Stored items:

• • • •

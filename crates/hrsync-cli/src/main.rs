//! # hrsync CLI
//!
//! Synchronization experiments on networks of Hindmarsh-Rose neurons.
//!
//! # Commands
//!
//! - `run`: integrate a coupled network, detect spikes, write results
//! - `grid`: build a 2-D lattice coupling graph file
//! - `model`: print model constants and the default configuration
//!
//! Exit status is 0 on success, 1 for I/O and unexpected failures, 2 for
//! configuration errors and 3 when storage cannot be reserved.

use clap::{Parser, Subcommand};
use colored::Colorize;
use hrsync_core::{ErrorKind, HrsyncError};
use std::path::PathBuf;
use tracing_subscriber::{fmt, EnvFilter};

mod config;
mod run;

use config::SimulationConfig;

#[derive(Parser)]
#[command(name = "hrsync")]
#[command(author = "Yatrogenesis")]
#[command(version = "0.1.0")]
#[command(about = "Hindmarsh-Rose neuron network synchronization", long_about = None)]
#[command(propagate_version = true)]
struct Cli {
    /// Verbosity level (-v, -vv, -vvv)
    #[arg(short, long, action = clap::ArgAction::Count, global = true)]
    verbose: u8,

    #[command(subcommand)]
    command: Commands,
}

#[derive(Subcommand)]
enum Commands {
    /// Integrate a coupled network and analyse its spikes
    Run(run::RunArgs),

    /// Write a rows x columns grid coupling graph
    Grid {
        /// Number of rows
        rows: usize,
        /// Number of columns
        columns: usize,
        /// Weight of every lattice edge, normally <= 1
        strength: f64,
        /// Destination file (default: Graph/<rows>x<columns>)
        #[arg(short, long)]
        output: Option<PathBuf>,
    },

    /// Show model constants and the default configuration
    Model,
}

/// Process exit status for a failed command
fn exit_code_for(err: &anyhow::Error) -> i32 {
    match err.downcast_ref::<HrsyncError>().map(HrsyncError::kind) {
        Some(ErrorKind::Configuration) => 2,
        Some(ErrorKind::Resource) => 3,
        Some(ErrorKind::Io) | None => 1,
    }
}

fn grid(rows: usize, columns: usize, strength: f64, output: Option<PathBuf>) -> anyhow::Result<()> {
    let path = output.unwrap_or_else(|| hrsync_io::default_grid_path(rows, columns));
    let graph = hrsync_io::grid_graph(rows, columns, strength)?;
    hrsync_io::write_graph(&path, &graph)?;
    println!("{} {}", "Graph has been saved to:".green().bold(), path.display());
    Ok(())
}

fn model() -> anyhow::Result<()> {
    println!("{}", "Hindmarsh-Rose neuron".green().bold());
    println!("  dx/dt = y - x^3 + 3x^2 - z + I - sum_j w_ij (x_i - x_j)");
    println!("  dy/dt = 1 - 5x^2 - y");
    println!("  dz/dt = r (s_i (x - x_R) - z)");
    println!();
    println!("  {} = {}", "x_R".cyan(), hrsync_hindmarsh::X_REST);
    println!("  {} = {}", "r".cyan(), hrsync_hindmarsh::R);
    println!("  {} = {}", "I".cyan(), hrsync_hindmarsh::CURRENT);
    println!();
    println!("{}", "Default configuration:".green().bold());
    println!("{}", serde_json::to_string_pretty(&SimulationConfig::default())?);
    Ok(())
}

fn main() {
    let cli = Cli::parse();

    let filter = match cli.verbose {
        0 => EnvFilter::try_from_default_env().unwrap_or_else(|_| EnvFilter::new("warn")),
        1 => EnvFilter::new("info"),
        2 => EnvFilter::new("debug"),
        _ => EnvFilter::new("trace"),
    };

    fmt()
        .with_env_filter(filter)
        .with_target(true)
        .with_level(true)
        .with_writer(std::io::stderr)
        .init();

    let result = match cli.command {
        Commands::Run(args) => run::execute(args).map(|_| ()),
        Commands::Grid {
            rows,
            columns,
            strength,
            output,
        } => grid(rows, columns, strength, output),
        Commands::Model => model(),
    };

    if let Err(err) = result {
        eprintln!("{} {:#}", "error:".red().bold(), err);
        std::process::exit(exit_code_for(&err));
    }
}

#[cfg(test)]
mod tests {
    use super::*;
    use anyhow::Context;
    use clap::CommandFactory;

    #[test]
    fn test_cli_definition() {
        Cli::command().debug_assert();
    }

    #[test]
    fn test_parse_run_flags() {
        let cli = Cli::try_parse_from([
            "hrsync",
            "run",
            "--x-end",
            "800",
            "--method",
            "euler",
            "--initial",
            "-1.6,4,2",
            "--s",
            "4",
            "-vv",
        ])
        .unwrap();
        assert_eq!(cli.verbose, 2);
        match cli.command {
            Commands::Run(args) => {
                assert_eq!(args.x_end, Some(800.0));
                assert_eq!(args.method, Some(run::MethodArg::Euler));
                assert_eq!(args.initial, Some(vec![-1.6, 4.0, 2.0]));
                assert_eq!(args.s, Some(4.0));
            }
            _ => panic!("expected run"),
        }
    }

    #[test]
    fn test_exit_codes() {
        let config: anyhow::Error = HrsyncError::Configuration("bad".into()).into();
        assert_eq!(exit_code_for(&config), 2);

        let resource = Err::<(), _>(HrsyncError::ResourceExhausted("big".into()))
            .context("integration failed")
            .unwrap_err();
        assert_eq!(exit_code_for(&resource), 3);

        let disk = std::io::Error::new(std::io::ErrorKind::Other, "disk");
        let io: anyhow::Error = HrsyncError::IoError(disk).into();
        assert_eq!(exit_code_for(&io), 1);

        assert_eq!(exit_code_for(&anyhow::anyhow!("unexpected")), 1);
    }

    #[test]
    fn test_grid_command() {
        let dir = tempfile::tempdir().unwrap();
        let path = dir.path().join("Graph").join("2x2");
        grid(2, 2, 0.5, Some(path.clone())).unwrap();

        let graph = hrsync_io::read_graph(&path).unwrap();
        assert_eq!(graph.vertex_count(), 4);
        assert_eq!(graph.weight(0, 1), 0.5);
        assert_eq!(graph.weight(0, 3), 0.0);
    }
}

• • • •

*Task goal*
Count of lines that include "match" in the records above: write that value only.

*Completed exercise*
4